CSB Is a Component of RNA Pol I Transcription

• Published in: Molecular cell Vol. 10; no. 4; pp. 819 - 829
• Main Authors: Bradsher, John, Auriol, Jerome, de Santis, Luca Proietti, Iben, Sebastian, Vonesch, Jean-Luc, Grummt, Ingrid, Egly, Jean-Marc
• Format: Journal Article
• Language: English
• Published: United States Elsevier Inc 01.10.2002; Cell Press
• Subjects: Biochemistry, Molecular Biology; Blotting, Western; Cell Nucleolus - metabolism; Cells, Cultured; DNA Helicases - deficiency; DNA Helicases - genetics; DNA Helicases - metabolism; DNA Repair Enzymes; DNA-Binding Proteins - genetics; DNA-Binding Proteins - metabolism; Endonucleases; Fibroblasts; Fluorescent Antibody Technique; Humans; Life Sciences; Multienzyme Complexes - chemistry; Multienzyme Complexes - metabolism; Mutation; Nuclear Proteins; Poly-ADP-Ribose Binding Proteins; Protein Binding; Proteins - genetics; Proteins - metabolism; RNA Polymerase I - metabolism; RNA, Ribosomal - biosynthesis; Transcription Factor TFIIH; Transcription Factors; Transcription Factors, TFII - metabolism; Transcription, Genetic; Xeroderma Pigmentosum Group D Protein
• ISSN: 1097-2765; 1097-4164
• DOI: 10.1016/S1097-2765(02)00678-0

Mutation in the CSB gene results in the human Cockayne's syndrome (CS). Here, we provide evidence that CSB is found not only in the nucleoplasm but also in the nucleolus within a complex (CSB IP/150) that contains RNA pol I, TFIIH, and XPG and promotes efficient rRNA synthesis. CSB is active in in vitro RNA pol I transcription and restores rRNA synthesis when transfected in CSB-deficient cells.

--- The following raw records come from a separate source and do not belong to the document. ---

//! Fraud Signal Engine - Main Entry Point
//!
//! Consumes transactions, calls and feedback from NATS, publishes fraud
//! alerts, and keeps the transaction anomaly model retrained in the
//! background.

use anyhow::{Context, Result};
use async_nats::Message;
use fraud_signal_engine::{
    config::{AppConfig, LoggingConfig},
    consumer::{decode_payload, SignalConsumer},
    error::EngineError,
    feature_extractor::FeaturePreparer,
    feedback::{FeedbackStorage, FeedbackStore, InMemoryFeedbackStorage, JsonLinesFeedbackStorage},
    metrics::{MetricsReporter, PipelineMetrics},
    models::{AnomalyModel, InferenceEngine, LiveModel, ModelParams},
    producer::{format_alert, AlertProducer, Notifier, ALERT_SUBJECT_LINE},
    retraining::{InMemoryTransactionSource, LocalTrainingBackend, RetrainingDeps, RetrainingOrchestrator},
    screening::CallScreener,
    spam::InMemoryCallLog,
    storage::{LocalObjectStorage, ObjectStorage},
    types::{CallEvent, FeedbackSubmission, TransactionRecord},
};
use futures::StreamExt;
use std::future::Future;
use std::path::Path;
use std::sync::Arc;
use std::time::Instant;
use tokio::sync::Semaphore;
use tokio_util::sync::CancellationToken;
use tracing::{debug, error, info, warn};

/// Shared state for the message handlers
struct Engine {
    config: AppConfig,
    inference: InferenceEngine,
    screener: CallScreener,
    feedback: Arc<FeedbackStore>,
    history: Arc<InMemoryTransactionSource>,
    producer: AlertProducer,
    metrics: Arc<PipelineMetrics>,
}

#[tokio::main]
async fn main() -> Result<()> {
    let config = AppConfig::load().context("Failed to load configuration")?;
    init_tracing(&config.logging)?;

    info!("Starting Fraud Signal Engine");
    info!(
        "Feature columns: {:?}, contamination: {:.3}, estimators: {}",
        config.features.columns, config.model.contamination, config.model.n_estimators
    );

    let metrics = Arc::new(PipelineMetrics::new());
    let preparer = FeaturePreparer::new(config.features.columns.clone());
    let params = ModelParams::from(&config.model);
    let live = Arc::new(LiveModel::new(config.retraining.target_slot.clone()));
    let history = Arc::new(InMemoryTransactionSource::default());

    if let Some(path) = &config.model.bootstrap_dataset {
        bootstrap_model(Path::new(path), &preparer, &params, &live, &history)
            .with_context(|| format!("Failed to bootstrap model from {}", path))?;
    } else {
        warn!("No bootstrap dataset configured; transactions are not scored until the first retrain");
    }

    let feedback_storage: Box<dyn FeedbackStorage> = match &config.feedback.path {
        Some(path) => Box::new(JsonLinesFeedbackStorage::open(path).context("Failed to open feedback log")?),
        None => Box::new(InMemoryFeedbackStorage::new()),
    };
    let feedback = Arc::new(FeedbackStore::new(feedback_storage));
    info!(entries = feedback.len()?, "Feedback store ready");

    let storage: Arc<dyn ObjectStorage> = Arc::new(LocalObjectStorage::new(&config.retraining.storage_dir));
    let backend = Arc::new(LocalTrainingBackend::new(
        storage.clone(),
        Path::new(&config.retraining.staging_dir).join("artifacts"),
    ));
    let orchestrator = Arc::new(
        RetrainingOrchestrator::new(
            &config.retraining,
            params,
            preparer.clone(),
            RetrainingDeps {
                transactions: history.clone(),
                storage,
                backend,
                feedback: feedback.clone(),
                live: live.clone(),
            },
        )
        .with_metrics(metrics.clone()),
    );
    if live.current().is_some() {
        orchestrator.mark_feedback_consumed()?;
    }

    let client = async_nats::connect(&config.nats.url)
        .await
        .with_context(|| format!("Failed to connect to NATS at {}", config.nats.url))?;
    info!("Connected to NATS at {}", config.nats.url);

    let consumer = SignalConsumer::new(client.clone(), &config.nats);
    let producer = AlertProducer::new(
        client.clone(),
        &config.nats.alert_subject,
        &config.nats.notification_subject,
    );
    let transactions = consumer.subscribe_transactions().await?;
    let calls = consumer.subscribe_calls().await?;
    let feedback_messages = consumer.subscribe_feedback().await?;
    info!("Publishing alerts to: {}", config.nats.alert_subject);

    let workers = config.pipeline.workers;
    let metrics_interval = config.pipeline.metrics_interval_secs;
    let screener = CallScreener::new(&config, Arc::new(InMemoryCallLog::new()));
    let engine = Arc::new(Engine {
        inference: InferenceEngine::new(preparer, live),
        screener,
        feedback,
        history,
        producer,
        metrics: metrics.clone(),
        config,
    });

    let shutdown = CancellationToken::new();

    tokio::spawn(MetricsReporter::new(metrics.clone(), metrics_interval).start());

    let retrain_task = {
        let orchestrator = orchestrator.clone();
        let shutdown = shutdown.clone();
        tokio::spawn(async move { orchestrator.run(shutdown).await })
    };

    let tasks = vec![
        tokio::spawn(consume(
            "transactions",
            transactions,
            workers,
            shutdown.clone(),
            engine.clone(),
            handle_transaction,
        )),
        tokio::spawn(consume(
            "calls",
            calls,
            workers,
            shutdown.clone(),
            engine.clone(),
            handle_call,
        )),
        tokio::spawn(consume(
            "feedback",
            feedback_messages,
            workers,
            shutdown.clone(),
            engine.clone(),
            handle_feedback,
        )),
    ];

    tokio::signal::ctrl_c()
        .await
        .context("Failed to listen for shutdown signal")?;
    info!("Shutdown requested");
    shutdown.cancel();

    for task in tasks {
        if let Err(e) = task.await {
            error!(error = %e, "Consumer task panicked");
        }
    }
    if let Err(e) = retrain_task.await {
        error!(error = %e, "Retraining task panicked");
    }

    info!("Engine shutting down...");
    metrics.print_summary();
    Ok(())
}

fn init_tracing(logging: &LoggingConfig) -> Result<()> {
    let filter = tracing_subscriber::EnvFilter::from_default_env()
        .add_directive(format!("fraud_signal_engine={}", logging.level).parse()?);

    if logging.format.eq_ignore_ascii_case("json") {
        tracing_subscriber::fmt().json().with_env_filter(filter).init();
    } else {
        tracing_subscriber::fmt().with_env_filter(filter).init();
    }
    Ok(())
}

/// Train the initial model from a JSON array of transactions
fn bootstrap_model(
    path: &Path,
    preparer: &FeaturePreparer,
    params: &ModelParams,
    live: &LiveModel,
    history: &InMemoryTransactionSource,
) -> Result<()> {
    let bytes = std::fs::read(path)?;
    let records: Vec<TransactionRecord> = serde_json::from_slice(&bytes)?;
    let matrix = preparer.prepare(&records.iter().map(|r| r.to_record()).collect::<Vec<_>>())?;
    let trained = AnomalyModel::train(&matrix, params)?;

    info!(
        samples = matrix.len(),
        outliers = trained.outlier_count(),
        version = %trained.model.version(),
        "Bootstrap model trained"
    );
    live.swap(trained.model);
    history.extend(records);
    Ok(())
}

/// Process messages from one subscription with bounded concurrency
async fn consume<F, Fut>(
    name: &'static str,
    mut subscription: async_nats::Subscriber,
    workers: usize,
    shutdown: CancellationToken,
    engine: Arc<Engine>,
    handler: F,
) where
    F: Fn(Arc<Engine>, Message) -> Fut + Copy + Send + 'static,
    Fut: Future<Output = ()> + Send + 'static,
{
    let semaphore = Arc::new(Semaphore::new(workers));
    info!(stream = name, workers = workers, "Processing loop started");

    loop {
        let message = tokio::select! {
            _ = shutdown.cancelled() => break,
            message = subscription.next() => match message {
                Some(message) => message,
                None => break,
            },
        };

        let permit = match semaphore.clone().acquire_owned().await {
            Ok(permit) => permit,
            Err(_) => break,
        };
        let engine = engine.clone();
        tokio::spawn(async move {
            handler(engine, message).await;
            drop(permit);
        });
    }

    info!(stream = name, "Processing loop stopped");
}

async fn handle_transaction(engine: Arc<Engine>, message: Message) {
    let start_time = Instant::now();
    let transaction: TransactionRecord = match decode_payload(&message.subject, &message.payload) {
        Ok(transaction) => transaction,
        Err(e) => {
            warn!(error = %e, "Failed to deserialize transaction");
            engine.metrics.record_error();
            return;
        }
    };
    if let Err(e) = engine.inference.validate(&transaction) {
        warn!(transaction_id = %transaction.transaction_id, error = %e, "Transaction rejected");
        engine.metrics.record_error();
        return;
    }
    engine.history.push(transaction.clone());

    let prediction = match engine.inference.predict(&transaction) {
        Ok(prediction) => prediction,
        Err(EngineError::ModelNotReady) => {
            debug!(transaction_id = %transaction.transaction_id, "No live model yet, transaction recorded only");
            return;
        }
        Err(e) if e.is_input_error() => {
            warn!(transaction_id = %transaction.transaction_id, error = %e, "Transaction rejected");
            engine.metrics.record_error();
            return;
        }
        Err(e) => {
            error!(transaction_id = %transaction.transaction_id, error = %e, "Scoring failed");
            engine.metrics.record_error();
            return;
        }
    };

    let processing_time = start_time.elapsed();
    engine
        .metrics
        .record_transaction(processing_time, prediction.anomaly.score);

    if !prediction.anomaly.is_outlier {
        debug!(
            transaction_id = %transaction.transaction_id,
            score = prediction.anomaly.score,
            processing_time_us = processing_time.as_micros() as u64,
            "Transaction processed (inlier)"
        );
        return;
    }

    let alert = prediction.to_alert(&transaction, &engine.config.detection.risk_levels);
    engine.metrics.record_alert(alert.risk_level.as_str());
    match engine.producer.publish(&alert).await {
        Ok(()) => info!(
            transaction_id = %transaction.transaction_id,
            score = prediction.anomaly.score,
            risk_level = ?alert.risk_level,
            model_version = %prediction.model_version,
            "Fraud alert published"
        ),
        Err(e) => error!(transaction_id = %transaction.transaction_id, error = %e, "Failed to publish fraud alert"),
    }

    if let Some(recipient) = &engine.config.detection.notify_recipient {
        let body = format_alert(
            &transaction.transaction_id,
            prediction.anomaly.score,
            &transaction.user_id,
        );
        if let Err(e) = engine.producer.notify(recipient, ALERT_SUBJECT_LINE, &body).await {
            error!(transaction_id = %transaction.transaction_id, error = %e, "Failed to send notification");
        }
    }
}

async fn handle_call(engine: Arc<Engine>, message: Message) {
    let start_time = Instant::now();
    let event: CallEvent = match decode_payload(&message.subject, &message.payload) {
        Ok(event) => event,
        Err(e) => {
            warn!(error = %e, "Failed to deserialize call event");
            engine.metrics.record_error();
            return;
        }
    };

    let assessment = match engine.screener.screen(&event).await {
        Ok(assessment) => assessment,
        Err(e) => {
            warn!(caller_id = %event.metadata.caller_id, error = %e, "Call screening failed");
            engine.metrics.record_error();
            return;
        }
    };

    let is_spam = assessment.is_spam();
    engine.metrics.record_call(start_time.elapsed(), is_spam);
    if !is_spam && assessment.alert.risk_score < engine.config.detection.threshold {
        debug!(caller_id = %event.metadata.caller_id, "Call processed (clean)");
        return;
    }

    engine.metrics.record_alert(assessment.alert.risk_level.as_str());
    match engine.producer.publish(&assessment.alert).await {
        Ok(()) => info!(
            caller_id = %event.metadata.caller_id,
            risk_score = assessment.alert.risk_score,
            reasons = ?assessment.alert.reasons,
            "Spam call alert published"
        ),
        Err(e) => error!(caller_id = %event.metadata.caller_id, error = %e, "Failed to publish call alert"),
    }
}

async fn handle_feedback(engine: Arc<Engine>, message: Message) {
    let submission: FeedbackSubmission = match decode_payload(&message.subject, &message.payload) {
        Ok(submission) => submission,
        Err(e) => {
            warn!(error = %e, "Failed to deserialize feedback");
            engine.metrics.record_error();
            return;
        }
    };

    let store = engine.feedback.clone();
    let result = tokio::task::spawn_blocking(move || {
        store.collect(&submission.user_id, &submission.comment, submission.rating)
    })
    .await;

    match result {
        Ok(Ok(entry)) => {
            engine.metrics.record_feedback(true);
            debug!(user_id = %entry.user_id, rating = entry.rating, "Feedback stored");
        }
        Ok(Err(e)) => {
            engine.metrics.record_feedback(false);
            warn!(error = %e, "Feedback rejected");
        }
        Err(e) => error!(error = %e, "Feedback task failed"),
    }
}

We also show that mutations in CSB, as well as in XPB and XPD genes, all of which confer CS, disturb the RNA pol I/TFIIH interaction within the CSB IP/150. In addition to revealing an unanticipated function for CSB in rRNA synthesis, we show that the fragility of this complex could be one factor contributing to the CS phenotype.